Photo courtesy of Cedars-Sinai Medical CenterLos Angeles - July 17, 2015 - Twenty-one Los Angeles high school students are participating in hands-on stem cell research at Cedars-Sinai Medical Center this week to get a jump-start on potential careers in scientific research.
The students' work is part of the fourth annual Research Week program at the Cedars-Sinai Board of Governors Regenerative Medicine Institute.
The program is an enriched learning opportunity that provides students with a basic understanding of stem cell research.
"The students never cease to amaze," says research scientist Virginia Mattis, PhD, co-coordinator of the program. "The mission of the program is to inform young scholars of the future of medicine and to make a contribution to science education."

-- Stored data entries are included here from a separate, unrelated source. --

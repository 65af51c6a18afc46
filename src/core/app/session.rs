use std::time::Duration;

use crate::core::config::data::Config;
use crate::core::constants::{
    DEFAULT_PRIMARY_NAME, DEFAULT_REPLY_DELAY_MS, DEFAULT_SECONDARY_NAME,
    DEFAULT_TIMESTAMP_FORMAT, DEFAULT_TITLE,
};
use crate::core::message::Participant;

/// Per-session settings resolved from config and command-line overrides.
#[derive(Debug, Clone)]
pub struct SessionContext {
    pub primary_name: String,
    pub secondary_name: String,
    pub timestamp_format: String,
    pub reply_delay: Duration,
    pub title: String,
}

impl Default for SessionContext {
    fn default() -> Self {
        Self {
            primary_name: DEFAULT_PRIMARY_NAME.to_string(),
            secondary_name: DEFAULT_SECONDARY_NAME.to_string(),
            timestamp_format: DEFAULT_TIMESTAMP_FORMAT.to_string(),
            reply_delay: Duration::from_millis(DEFAULT_REPLY_DELAY_MS),
            title: DEFAULT_TITLE.to_string(),
        }
    }
}

impl SessionContext {
    pub fn from_config(config: &Config, reply_delay_override: Option<u64>) -> Self {
        let defaults = Self::default();
        let non_blank = |value: &Option<String>| {
            value
                .as_deref()
                .map(str::trim)
                .filter(|v| !v.is_empty())
                .map(str::to_string)
        };

        let delay_ms = reply_delay_override
            .or(config.reply_delay_ms)
            .unwrap_or(DEFAULT_REPLY_DELAY_MS);

        Self {
            primary_name: non_blank(&config.primary_name).unwrap_or(defaults.primary_name),
            secondary_name: non_blank(&config.secondary_name).unwrap_or(defaults.secondary_name),
            timestamp_format: non_blank(&config.timestamp_format)
                .unwrap_or(defaults.timestamp_format),
            reply_delay: Duration::from_millis(delay_ms),
            title: non_blank(&config.title).unwrap_or(defaults.title),
        }
    }

    pub fn display_name(&self, participant: Participant) -> &str {
        match participant {
            Participant::Primary => &self.primary_name,
            Participant::Secondary => &self.secondary_name,
        }
    }
}

#[cfg(test)]
mod tests {
    use super::*;

    #[test]
    fn defaults_match_the_simulation_parameters() {
        let session = SessionContext::from_config(&Config::default(), None);
        assert_eq!(session.primary_name, "User1");
        assert_eq!(session.secondary_name, "User2");
        assert_eq!(session.reply_delay, Duration::from_millis(1000));
        assert_eq!(session.title, "Chat App");
        assert_eq!(session.display_name(Participant::Secondary), "User2");
    }

    #[test]
    fn cli_override_beats_config() {
        let config = Config {
            reply_delay_ms: Some(250),
            primary_name: Some("Ada".into()),
            secondary_name: Some("   ".into()),
            ..Default::default()
        };
        let session = SessionContext::from_config(&config, Some(10));
        assert_eq!(session.reply_delay, Duration::from_millis(10));
        assert_eq!(session.display_name(Participant::Primary), "Ada");
        assert_eq!(session.display_name(Participant::Secondary), "User2");

        let session = SessionContext::from_config(&config, None);
        assert_eq!(session.reply_delay, Duration::from_millis(250));
    }
}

Students will work all week in the lab with scientific mentors and attend lectures with scientists and physicians. They will get hands-on experience using lab equipment as they try to solve a stem cell-based question posed at the start of the program. At the end of the week, the students will share their findings in a special closing presentation.
The students are chosen through Cedars-Sinai Volunteer Services and the Youth Employment and Development Program. "For the students, it is an unprecedented opportunity to see and learn up-close from leaders in the field of regenerative medicine, said Alysia Caldwell, Research Week’s co-coordinator. "We expect the exposure to scientific research at a young age to be invaluable as these students move forward with their education, and we look forward to their return as the scientific researchers of the future."